I had to shift the IDC connectors to the right as in these pictures.

I knew I should have used 5 pin female connectors for this connection.

Well, I can do that later.

Right now:

#1 there are missing keypresses on both dins(i.e. some keys work, others do not,

this is verified in the monitor in of midi-ox).

This may just be bad push botton contacts(I'll test this out later), etc.

#2 The notes that play in Miditzer are not in the right places, etc.

#3 I can't seam to update the syx file on the core.

Right now the lowest C note on the keyboard maps to octive 7 note G#

(this note plays, but is beyond the Miditzer keyboard keys).
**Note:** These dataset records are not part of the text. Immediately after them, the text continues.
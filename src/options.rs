use std::path::Path;
use std::str::FromStr;

use palette::Srgb;
use serde::{Deserialize, Serialize};

use crate::error::ConfigError;

pub const DEFAULT_HIGHLIGHT_COLOR: &str = "#ffeb3b";
pub const DEFAULT_FONT_COLOR: &str = "#000000";

/// Settings for one editor instance, typically loaded from a TOML file.
#[derive(Clone, Debug, PartialEq, Eq, Serialize, Deserialize)]
#[serde(default, rename_all = "snake_case")]
pub struct EditorOptions {
    /// Identifier of the editor root element. Required.
    pub element_id: String,
    pub editable: bool,
    /// Initial markup.
    pub html: String,
    /// Color used by the bare `color` command.
    pub highlight_color: String,
    /// Color text has when no color class applies.
    pub default_color: String,
    /// Keep an empty paragraph at the end of the document.
    pub last_line_blank: bool,
    pub hashtag: bool,
    pub urllink: bool,
    /// Report every reconciled mutation batch through the callback.
    pub log_mutation: bool,
}

impl Default for EditorOptions {
    fn default() -> Self {
        Self {
            element_id: String::new(),
            editable: true,
            html: String::new(),
            highlight_color: DEFAULT_HIGHLIGHT_COLOR.to_string(),
            default_color: DEFAULT_FONT_COLOR.to_string(),
            last_line_blank: false,
            hashtag: false,
            urllink: false,
            log_mutation: false,
        }
    }
}

impl EditorOptions {
    pub fn new(element_id: impl Into<String>) -> Self {
        Self {
            element_id: element_id.into(),
            ..Self::default()
        }
    }

    pub fn with_html(mut self, html: impl Into<String>) -> Self {
        self.html = html.into();
        self
    }

    pub fn with_hashtags(mut self, enabled: bool) -> Self {
        self.hashtag = enabled;
        self
    }

    pub fn with_urllinks(mut self, enabled: bool) -> Self {
        self.urllink = enabled;
        self
    }

    pub fn with_last_line_blank(mut self, enabled: bool) -> Self {
        self.last_line_blank = enabled;
        self
    }

    pub fn from_toml_str(input: &str) -> Result<Self, ConfigError> {
        let options: Self = toml::from_str(input)?;
        options.validated()
    }

    pub fn from_path(path: &Path) -> Result<Self, ConfigError> {
        let input = std::fs::read_to_string(path)?;
        Self::from_toml_str(&input)
    }

    /// Checks required fields and normalizes colors to `#rrggbb`.
    pub fn validated(mut self) -> Result<Self, ConfigError> {
        self.element_id = self.element_id.trim().to_string();
        if self.element_id.is_empty() || self.element_id.contains(char::is_whitespace) {
            return Err(ConfigError::MissingRootId);
        }
        self.highlight_color = normalize_color(&self.highlight_color)
            .ok_or_else(|| ConfigError::InvalidColor(self.highlight_color.clone()))?;
        self.default_color = normalize_color(&self.default_color)
            .ok_or_else(|| ConfigError::InvalidColor(self.default_color.clone()))?;
        Ok(self)
    }
}

/// Parses a CSS color (hex, `rgb()` or a named color) into lowercase
/// `#rrggbb`.
pub fn normalize_color(value: &str) -> Option<String> {
    let value = value.trim().to_ascii_lowercase();
    if value.is_empty() {
        return None;
    }
    let color: Srgb<u8> = if value.starts_with('#') {
        Srgb::from_str(&value).ok()?
    } else if let Some(arguments) = value
        .strip_prefix("rgb(")
        .or_else(|| value.strip_prefix("rgba("))
        .and_then(|rest| rest.strip_suffix(')'))
    {
        let mut channels = arguments
            .split(',')
            .map(|channel| channel.trim().parse::<u8>());
        let red = channels.next()?.ok()?;
        let green = channels.next()?.ok()?;
        let blue = channels.next()?.ok()?;
        Srgb::new(red, green, blue)
    } else {
        palette::named::from_str(&value)?
    };
    Some(format!(
        "#{:02x}{:02x}{:02x}",
        color.red, color.green, color.blue
    ))
}
//! Memory Access (MEM) Stage.
//!
//! This module implements the fourth stage of the instruction pipeline, which is also
//! the commit point. It performs:
//! 1. **Interrupt Sampling:** A pending, unmasked interrupt replaces the arriving instruction.
//! 2. **Exception Commit:** Enters the coprocessor 0 handler when `Status.IE` allows it,
//!    and otherwise applies the per-cause stop and step-over policy.
//! 3. **Data Access:** Loads and stores through the data cache.
//! 4. **Coprocessor 0:** `MTC0` writes and `ERET` take effect here.
//! 5. **Branch Resolution:** When configured to resolve here, redirects fetch.

use tracing::{debug, trace};

use crate::common::cop0::EXC_CODE_ADDRESS_STORE;
use crate::common::{Address, ExceptionCause};
use crate::config::BranchStage;
use crate::core::Cpu;
use crate::core::pipeline::latches::{ExMemEntry, MemAccessRecord, MemWbEntry};
use crate::core::pipeline::state::{CoreStatus, Stage, StageSnapshot};

/// Performs the memory stage for one EX/MEM entry.
///
/// # Returns
///
/// The MEM/WB entry and, if the committed cause is configured to stop the run loop,
/// that cause.
pub(crate) fn memory_entry(
    cpu: &mut Cpu,
    entry: &ExMemEntry,
) -> (MemWbEntry, Option<ExceptionCause>) {
    let mut out = MemWbEntry {
        valid: entry.valid,
        pc: entry.pc,
        inst: entry.inst,
        ctrl: entry.ctrl,
        value: entry.alu,
        reg_write: entry.ctrl.reg_write && entry.write,
        hi: entry.hi,
        lo: entry.lo,
        mem_access: None,
        cause: entry.cause,
    };
    if !entry.valid {
        return (out, None);
    }

    if out.cause.is_none() && cpu.interrupt_pending() {
        out.cause = ExceptionCause::Interrupt;
    }

    if out.cause.is_some() {
        let cause = out.cause;
        debug!(pc = %entry.pc, %cause, "exception committed");
        cpu.state.last_exception = cause;
        cpu.stats.record_exception(cause);
        if cpu.cop0.vectoring_enabled() {
            cpu.trap_redirect = Some(enter_handler(cpu, entry, cause));
        } else if !cpu.config.exceptions.step_over(cause) {
            cpu.state.status = CoreStatus::Trapped(cause);
        }
        cpu.after_control = false;
        out.reg_write = false;
        out.hi = None;
        out.lo = None;
        let stop = cpu.config.exceptions.stop_on(cause).then_some(cause);
        return (out, stop);
    }

    let ctrl = &entry.ctrl;
    cpu.after_control = ctrl.is_control();
    if ctrl.cop0_write {
        let value = entry.store_data.as_u32();
        trace!(rd = entry.inst.rd(), sel = entry.inst.sel(), value, "mtc0");
        let _ = cpu.cop0.write(entry.inst.rd(), entry.inst.sel(), value);
    } else if ctrl.eret {
        let target = cpu.cop0.eret();
        debug!(pc = %entry.pc, %target, "exception return");
        cpu.trap_redirect = Some(target);
    }

    let addr = Address::from(entry.alu.as_u32());
    if ctrl.mem_read {
        let value = cpu.mem.read(addr, ctrl.mem_ctl, entry.store_data.as_u32());
        trace!(%addr, value, "load");
        out.value = value.into();
        out.mem_access = Some(MemAccessRecord {
            addr,
            write: false,
            value,
        });
    } else if ctrl.mem_write {
        let value = entry.store_data.as_u32();
        let _ = cpu.mem.write(addr, ctrl.mem_ctl, value);
        trace!(%addr, value, "store");
        out.mem_access = Some(MemAccessRecord {
            addr,
            write: true,
            value,
        });
    }
    (out, None)
}

/// Records `cause` in coprocessor 0 and returns the handler address.
///
/// An instruction committing right after a branch or jump sits in its delay slot;
/// EPC then names the branch so the pair restarts together.
fn enter_handler(cpu: &mut Cpu, entry: &ExMemEntry, cause: ExceptionCause) -> Address {
    let in_delay_slot = cpu.config.delay_slot && cpu.after_control;
    let data_addr = Address::from(entry.alu.as_u32());
    let (exc_code, bad_vaddr) = match cause {
        ExceptionCause::UnalignedAddress if entry.ctrl.mem_write => {
            (EXC_CODE_ADDRESS_STORE, Some(data_addr))
        }
        ExceptionCause::UnalignedAddress => (cause.exc_code(), Some(data_addr)),
        ExceptionCause::UnalignedJump => (cause.exc_code(), Some(entry.target)),
        _ => (cause.exc_code(), None),
    };
    let vector = cpu
        .cop0
        .enter_exception(exc_code, entry.pc, in_delay_slot, bad_vaddr);
    debug!(pc = %entry.pc, %vector, exc_code, in_delay_slot, "entering exception handler");
    vector
}

/// Executes the memory stage of the pipeline.
///
/// # Arguments
///
/// * `cpu` - Mutable reference to the CPU state.
///
/// # Returns
///
/// The committed cause if it is configured to stop the run loop.
pub fn mem_stage(cpu: &mut Cpu) -> Option<ExceptionCause> {
    let entry = cpu.state.ex_mem;
    let (out, stop) = memory_entry(cpu, &entry);
    cpu.state.set_stage(
        Stage::Memory,
        StageSnapshot {
            valid: entry.valid,
            pc: entry.pc,
            code: entry.inst.code(),
            cause: out.cause,
        },
    );
    cpu.state.mem_access = out.mem_access;
    cpu.state.mem_wb = out;

    if let Some(target) = cpu.trap_redirect.take() {
        cpu.flush_to(target);
    } else if cpu.config.branch_stage == BranchStage::Memory
        && entry.taken
        && out.cause.is_none()
    {
        cpu.redirect(entry.target, Stage::Memory);
    }
    stop
}
//! Unaligned memory access handling.
//!
//! This module implements alignment checking and the big-endian merge rules of the
//! partial-word instructions LWL, LWR, SWL and SWR. Each helper takes the aligned
//! memory word, the register operand and the byte offset of the effective address.

use crate::common::{AccessControl, Address};

/// Checks whether an access of kind `ctl` at `addr` is naturally aligned.
///
/// # Arguments
///
/// * `addr` - The byte address of the access.
/// * `ctl` - Width of the access. Partial-word merges accept any address.
///
/// # Returns
///
/// `true` if the access is naturally aligned.
pub const fn is_aligned(addr: Address, ctl: AccessControl) -> bool {
    addr.is_aligned(ctl.alignment())
}

/// Byte offset of `addr` inside its word, as a bit count.
const fn offset_bits(addr: Address) -> u64 {
    (addr.val() & 3) * 8
}

/// LWL: loads the most-significant bytes of the register from `addr` up to the
/// end of the word.
pub const fn load_left(mem: u32, reg: u32, addr: Address) -> u32 {
    let sh = offset_bits(addr);
    let keep = ((1u64 << sh) - 1) as u32;
    (((mem as u64) << sh) as u32) | (reg & keep)
}

/// LWR: loads the least-significant bytes of the register from the start of the
/// word up to `addr`.
pub const fn load_right(mem: u32, reg: u32, addr: Address) -> u32 {
    let sh = 24 - offset_bits(addr);
    let loaded = (u32::MAX as u64 >> sh) as u32;
    (mem >> sh) | (reg & !loaded)
}

/// SWL: stores the most-significant bytes of the register from `addr` up to the
/// end of the word.
pub const fn store_left(mem: u32, reg: u32, addr: Address) -> u32 {
    let sh = offset_bits(addr);
    let stored = (u32::MAX as u64 >> sh) as u32;
    (mem & !stored) | ((reg as u64 >> sh) as u32)
}

/// SWR: stores the least-significant bytes of the register from the start of the
/// word up to `addr`.
pub const fn store_right(mem: u32, reg: u32, addr: Address) -> u32 {
    let sh = 24 - offset_bits(addr);
    let keep = ((1u64 << sh) - 1) as u32;
    (((reg as u64) << sh) as u32) | (mem & keep)
}
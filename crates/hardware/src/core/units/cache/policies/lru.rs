//! Least Recently Used (LRU) Replacement Policy.
//!
//! This policy evicts the cache line that has not been accessed for the longest time.
//! Every access stamps the line with the value of a per-cache clock that starts at 1,
//! so a zero stamp identifies a slot never touched since reset or eviction.
//!
//! # Performance
//!
//! - **Time Complexity:**
//!   - `update()`: O(1)
//!   - `get_victim()`: O(W) where W is the number of ways (associativity)
//! - **Space Complexity:** O(S × W) where S is the number of sets

use super::{ReplacementPolicy, first_minimum};

/// LRU Policy state.
#[derive(Debug)]
pub struct LruPolicy {
    ways: usize,
    /// Last-access stamp per (set, way).
    stamps: Vec<u64>,
    clock: u64,
}

impl LruPolicy {
    /// Creates a new LRU policy instance.
    ///
    /// # Arguments
    ///
    /// * `sets` - The number of sets in the cache.
    /// * `ways` - The associativity (number of ways) of the cache.
    pub fn new(sets: usize, ways: usize) -> Self {
        Self {
            ways,
            stamps: vec![0; sets * ways],
            clock: 1,
        }
    }
}

impl ReplacementPolicy for LruPolicy {
    fn update(&mut self, set: usize, way: usize) {
        self.stamps[set * self.ways + way] = self.clock;
        self.clock += 1;
    }

    fn invalidate(&mut self, set: usize, way: usize) {
        self.stamps[set * self.ways + way] = 0;
    }

    /// Returns the way with the oldest stamp.
    fn get_victim(&mut self, set: usize) -> usize {
        let base = set * self.ways;
        first_minimum(&self.stamps[base..base + self.ways])
    }

    fn reset(&mut self) {
        self.stamps.fill(0);
        self.clock = 1;
    }
}
//! MIPS32 teaching simulator library.
//!
//! This crate implements a cycle-accurate MIPS32 integer simulator with the following:
//! 1. **Core:** Single-cycle and five-stage pipelined cores with configurable hazard
//!    handling, delay slots and branch resolution stage.
//! 2. **Memory:** Set-associative program, data and level-2 caches with RANDOM/LRU/LFU
//!    replacement and write-back or write-through policies.
//! 3. **ISA:** Decoding, encoding and disassembly of the MIPS32 integer subset.
//! 4. **SoC:** Physical address space router, RAM, serial port and LED/knob peripherals.
//! 5. **Simulation:** Stepping, observers, tracing, reporting and statistics.

/// Common types and constants (addresses, registers, exception causes, errors).
pub mod common;
/// Simulator configuration (machine, caches, timing, exception policy).
pub mod config;
/// CPU core (pipeline, execution units, caches, cycle loop).
pub mod core;
/// Address to source-line lookup table.
pub mod debuginfo;
/// Instruction set (decode, encode, disassembly, ABI names).
pub mod isa;
/// Simulator host layer (stepping, trace, report).
pub mod sim;
/// System-on-chip (builder, address router, devices, memory, traits).
pub mod soc;
/// Simulation statistics collection and reporting.
pub mod stats;

/// Machine configuration; use `MachineConfig::default()` or load it from JSON.
pub use crate::config::MachineConfig;
/// Main CPU type; holds registers, pipeline state, caches and stats.
pub use crate::core::Cpu;
/// Observable per-cycle core state.
pub use crate::core::pipeline::state::{CoreState, CoreStatus};
/// Source-line table for loaded programs.
pub use crate::debuginfo::DebugInfo;
/// Top-level simulator; construct with `Simulator::new`.
pub use crate::sim::{Simulator, StepOutcome};
/// Top-level system (bus, interrupts, peripherals); construct with `System::new`.
pub use crate::soc::System;
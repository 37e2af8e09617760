//! Global system constants.
//!
//! This module defines machine-wide constants used across the simulator. It includes:
//! 1. **Register Constants:** Register count and the ABI registers the core writes implicitly.
//! 2. **Memory Map:** Default placement of RAM and peripherals, and the uncached window.
//! 3. **Interrupt Lines:** IRQ levels raised by the built-in peripherals.

/// Number of general-purpose registers.
pub const REGISTER_COUNT: usize = 32;

/// Return-address register written by JAL, BLTZAL and BGEZAL.
pub const RA_REGISTER: u8 = 31;

/// Size of one instruction / data word in bytes.
pub const WORD_BYTES: u64 = 4;

/// First address of the RAM window.
pub const RAM_START: u64 = 0x0000_0000;

/// Last address of the RAM window.
pub const RAM_LAST: u64 = 0xefff_ffff;

/// First address of the always-uncached peripheral window.
pub const UNCACHED_START: u64 = 0xf000_0000;

/// Last address of the always-uncached peripheral window.
pub const UNCACHED_LAST: u64 = 0xffff_fffe;

/// Default base address of the serial port.
pub const SERIAL_PORT_BASE: u64 = 0xffff_c000;

/// Size of the serial port register window.
pub const SERIAL_PORT_SIZE: u64 = 0x20;

/// Default base address of the LED/knob controller.
pub const SPI_LED_BASE: u64 = 0xffff_c100;

/// Size of the LED/knob controller register window.
pub const SPI_LED_SIZE: u64 = 0x100;

/// IRQ level of the serial port transmitter.
pub const IRQ_SERIAL_TX: u8 = 2;

/// IRQ level of the serial port receiver.
pub const IRQ_SERIAL_RX: u8 = 3;

/// Default program counter after reset.
pub const DEFAULT_RESET_PC: u64 = 0x8002_0000;
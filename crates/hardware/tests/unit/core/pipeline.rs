//! Five-stage pipeline tests.
//!
//! Verifies the observable timing of the pipelined core:
//! 1. **Control Hazards:** Delay slot execution, wrong-path squashing and the
//!    cost of resolving branches in memory instead of execute.
//! 2. **Data Hazards:** Forwarding, stall-only and no detection, including the
//!    load-use bubble.
//! 3. **State:** Per-stage snapshots and counters exposed through `CoreState`.

use crate::common::builder::ProgramBuilder;
use crate::common::harness::TestContext;
use mipsim_core::StepOutcome;
use mipsim_core::common::ExceptionCause;
use mipsim_core::config::{BranchStage, HazardUnit, MachineConfig};
use mipsim_core::core::pipeline::state::Stage;
use pretty_assertions::assert_eq;
use rstest::rstest;

fn pipelined(delay_slot: bool, branch_stage: BranchStage) -> TestContext {
    TestContext::with_config(MachineConfig {
        pipelined: true,
        delay_slot,
        branch_stage,
        ..MachineConfig::default()
    })
}

/// `j` over two instructions, with a marker in the delay slot.
fn jump_over(ctx: &TestContext) -> ProgramBuilder {
    let base = ctx.reset_pc();
    ProgramBuilder::new(base).lines(&[
        format!("j {:#x}", base + 0x10).as_str(),
        "addiu $2, $0, 1",
        "addiu $3, $0, 1",
        "addiu $3, $0, 2",
        "addiu $4, $0, 1",
        "break",
    ])
}

// ══════════════════════════════════════════════════════════
// Control hazards
// ══════════════════════════════════════════════════════════

#[rstest]
#[case(true, BranchStage::Execute, 1, 0)]
#[case(false, BranchStage::Execute, 0, 1)]
#[case(true, BranchStage::Memory, 1, 1)]
#[case(false, BranchStage::Memory, 0, 2)]
fn jump_squashes_wrong_path(
    #[case] delay_slot: bool,
    #[case] branch_stage: BranchStage,
    #[case] slot_value: u32,
    #[case] flushes: u64,
) {
    let ctx = pipelined(delay_slot, branch_stage);
    let program = jump_over(&ctx);
    let mut ctx = ctx.load_program(&program);

    assert_eq!(ctx.run_to_stop(), StepOutcome::ExceptionStop(ExceptionCause::Break));
    assert_eq!(ctx.get_reg(2), slot_value);
    assert_eq!(ctx.get_reg(3), 0, "wrong-path instruction committed");
    assert_eq!(ctx.get_reg(4), 1);
    assert_eq!(ctx.cpu().stats.flushes, flushes);
    assert_eq!(ctx.cpu().stats.branches_taken, 1);
}

#[rstest]
#[case(true, BranchStage::Execute)]
#[case(false, BranchStage::Execute)]
#[case(true, BranchStage::Memory)]
#[case(false, BranchStage::Memory)]
fn squashed_instructions_never_raise_exceptions(
    #[case] delay_slot: bool,
    #[case] branch_stage: BranchStage,
) {
    let ctx = pipelined(delay_slot, branch_stage);
    let base = ctx.reset_pc();
    let program = ProgramBuilder::new(base)
        .asm(&format!("j {:#x}", base + 0x10))
        .asm("nop")
        .word(0xffff_ffff)
        .asm("syscall")
        .asm("addiu $4, $0, 1")
        .asm("break");
    let mut ctx = ctx.load_program(&program);

    assert_eq!(ctx.run_to_stop(), StepOutcome::ExceptionStop(ExceptionCause::Break));
    assert_eq!(ctx.get_reg(4), 1);
    let exceptions = &ctx.cpu().stats.exceptions;
    assert_eq!(exceptions[ExceptionCause::UnsupportedInstruction.index()], 0);
    assert_eq!(exceptions[ExceptionCause::Syscall.index()], 0);
}

#[test]
fn memory_stage_resolution_costs_one_cycle() {
    let run = |stage| {
        let ctx = pipelined(false, stage);
        let program = jump_over(&ctx);
        let mut ctx = ctx.load_program(&program);
        let _ = ctx.run_to_stop();
        ctx.cycles()
    };
    let execute = run(BranchStage::Execute);
    // The target `break` is fetched in cycle 4 and commits in MEM in cycle 7.
    assert_eq!(execute, 7);
    assert_eq!(run(BranchStage::Memory), execute + 1);
}

#[test]
fn untaken_branch_falls_through() {
    let mut ctx = TestContext::pipelined(HazardUnit::Forward);
    let base = ctx.reset_pc();
    ctx = ctx.load_asm(&[
        format!("bne $0, $0, {:#x}", base + 0x10).as_str(),
        "addiu $2, $0, 1",
        "addiu $3, $0, 1",
        "break",
    ]);
    let _ = ctx.run_to_stop();
    assert_eq!((ctx.get_reg(2), ctx.get_reg(3)), (1, 1));
    assert_eq!(ctx.cpu().stats.branches_taken, 0);
    assert_eq!(ctx.cpu().stats.flushes, 0);
}

#[test]
fn jal_links_past_the_delay_slot() {
    let mut ctx = TestContext::pipelined(HazardUnit::Forward);
    let base = ctx.reset_pc();
    ctx = ctx.load_asm(&[
        format!("jal {:#x}", base + 0x10).as_str(),
        "nop",
        "break",
        "nop",
        "jr $31",
        "nop",
    ]);
    assert_eq!(ctx.run_to_stop(), StepOutcome::ExceptionStop(ExceptionCause::Break));
    assert_eq!(u64::from(ctx.get_reg(31)), base + 8);
}

// ══════════════════════════════════════════════════════════
// Data hazards
// ══════════════════════════════════════════════════════════

const DATA: u64 = 0x1000;

fn load_use(unit: HazardUnit, dependent: bool) -> TestContext {
    let consumer = if dependent {
        "addu $3, $2, $2"
    } else {
        "addu $3, $4, $4"
    };
    let mut ctx = TestContext::pipelined(unit)
        .load_asm(&["lw $2, 4096($0)", consumer, "break"])
        .load_words(DATA, &[5]);
    ctx.set_reg(4, 1);
    let _ = ctx.run_to_stop();
    ctx
}

#[test]
fn independent_instructions_do_not_stall() {
    let ctx = load_use(HazardUnit::Forward, false);
    assert_eq!(ctx.cycles(), 6);
    assert_eq!(ctx.sim.state().stall_count, 0);
    assert_eq!(ctx.get_reg(3), 2);
}

#[test]
fn forwarding_costs_one_bubble_on_load_use() {
    let ctx = load_use(HazardUnit::Forward, true);
    assert_eq!(ctx.get_reg(3), 10);
    assert_eq!(ctx.sim.state().stall_count, 1);
    assert_eq!(ctx.cycles(), load_use(HazardUnit::Forward, false).cycles() + 1);
}

#[test]
fn stall_unit_waits_for_writeback() {
    let stall = load_use(HazardUnit::Stall, true);
    let forward = load_use(HazardUnit::Forward, true);
    assert_eq!(stall.get_reg(3), 10);
    assert_eq!(stall.sim.state().stall_count, 2);
    assert!(stall.cycles() >= forward.cycles());
    assert_eq!(stall.cpu().stats.stalls, 2);
}

#[test]
fn no_hazard_unit_reads_stale_register() {
    let none = load_use(HazardUnit::None, true);
    assert_eq!(none.get_reg(3), 0);
    assert_eq!(none.sim.state().stall_count, 0);
    assert_eq!(none.cycles(), load_use(HazardUnit::None, false).cycles());
}

#[rstest]
#[case(HazardUnit::Forward, 0, 14)]
#[case(HazardUnit::Stall, 2, 14)]
#[case(HazardUnit::None, 0, 0)]
fn alu_result_one_instruction_ahead(
    #[case] unit: HazardUnit,
    #[case] stalls: u64,
    #[case] expected: u32,
) {
    let mut ctx = TestContext::pipelined(unit).load_asm(&[
        "addiu $2, $0, 7",
        "addu $3, $2, $2",
        "break",
    ]);
    let _ = ctx.run_to_stop();
    assert_eq!(ctx.sim.state().stall_count, stalls);
    assert_eq!(ctx.get_reg(3), expected);
}

#[test]
fn register_written_in_writeback_is_read_in_the_same_cycle() {
    // Distance three needs no hazard handling at all.
    let mut ctx = TestContext::pipelined(HazardUnit::None).load_asm(&[
        "addiu $2, $0, 7",
        "nop",
        "nop",
        "addu $3, $2, $2",
        "break",
    ]);
    let _ = ctx.run_to_stop();
    assert_eq!(ctx.get_reg(3), 14);
}

#[test]
fn hi_lo_are_forwarded() {
    let mut ctx = TestContext::pipelined(HazardUnit::Forward).load_asm(&[
        "addiu $1, $0, 6",
        "addiu $2, $0, 7",
        "mult $1, $2",
        "mflo $3",
        "break",
    ]);
    let _ = ctx.run_to_stop();
    assert_eq!(ctx.get_reg(3), 42);
    assert_eq!(ctx.lo(), 42);
}

// ══════════════════════════════════════════════════════════
// Observable state
// ══════════════════════════════════════════════════════════

#[test]
fn stages_fill_in_order() {
    let mut ctx = TestContext::pipelined(HazardUnit::Forward).load_asm(&[
        "addiu $1, $0, 1",
        "addiu $2, $0, 2",
        "addiu $3, $0, 3",
        "addiu $4, $0, 4",
        "addiu $5, $0, 5",
    ]);
    let base = ctx.reset_pc();

    let _ = ctx.run(1);
    let state = ctx.sim.state();
    assert!(state.stage(Stage::Fetch).valid);
    assert_eq!(state.stage(Stage::Fetch).pc.val(), base);
    assert!(!state.stage(Stage::Decode).valid);

    let _ = ctx.run(4);
    let state = ctx.sim.state();
    for (i, stage) in Stage::ALL.iter().rev().enumerate() {
        let snap = state.stage(*stage);
        assert!(snap.valid, "{} empty", stage.name());
        assert_eq!(snap.pc.val(), base + 4 * i as u64);
    }
    assert_eq!(state.reg_write.map(|(reg, _)| reg), Some(1));
    assert_eq!(ctx.cpu().stats.instructions_retired, 1);
}

#[test]
fn stalled_cycle_inserts_bubble() {
    let mut ctx = TestContext::pipelined(HazardUnit::Forward)
        .load_asm(&["lw $2, 4096($0)", "addu $3, $2, $2", "break"])
        .load_words(DATA, &[5]);
    let _ = ctx.run(3);
    let state = ctx.sim.state();
    assert!(state.stalled);
    assert!(!state.id_ex.valid);
    // Fetch is held while decode waits.
    assert!(!state.stage(Stage::Fetch).valid);
    assert!(state.if_id.valid);
}

#[test]
fn load_records_memory_access() {
    let mut ctx = TestContext::pipelined(HazardUnit::Forward)
        .load_asm(&["lw $2, 4096($0)", "break"])
        .load_words(DATA, &[0xdead_beef]);
    let _ = ctx.run(4);
    let access = ctx.sim.state().mem_access.expect("load in memory stage");
    assert_eq!(access.addr.val(), DATA);
    assert!(!access.write);
    assert_eq!(access.value, 0xdead_beef);
}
The highest C note on the keyboard maps to octive 3 note E

The other notes are scattered(some are in order, some show up in weird places)..

The highest note C, maps to pin 5 in midibox.

The lowest C on the keyboard maps to pin 57 in midibox.

The main thing is being able to update the midibox syx file on the core.

But it also seams that the Dins are out of order as to how the core sees them

(i.e. the first din J6 is the higest pin in midibox,

the second Din J3 is the lowest pin, etc.)

So I may have to think on how to route them different remount the Dins

(i.e. flip them), and/or remount the core, etc..

I guess the order I planned didn't work out as I hoped.

There is enough cable length, etc., to change things around a bit.

But right now I just want to update the midibox syx file on the core to remap the keys for now.

I am exhausted.

I may call it quits for today and aproach it tomarrow.

In the meantime:

Any ideas what's wrong guys?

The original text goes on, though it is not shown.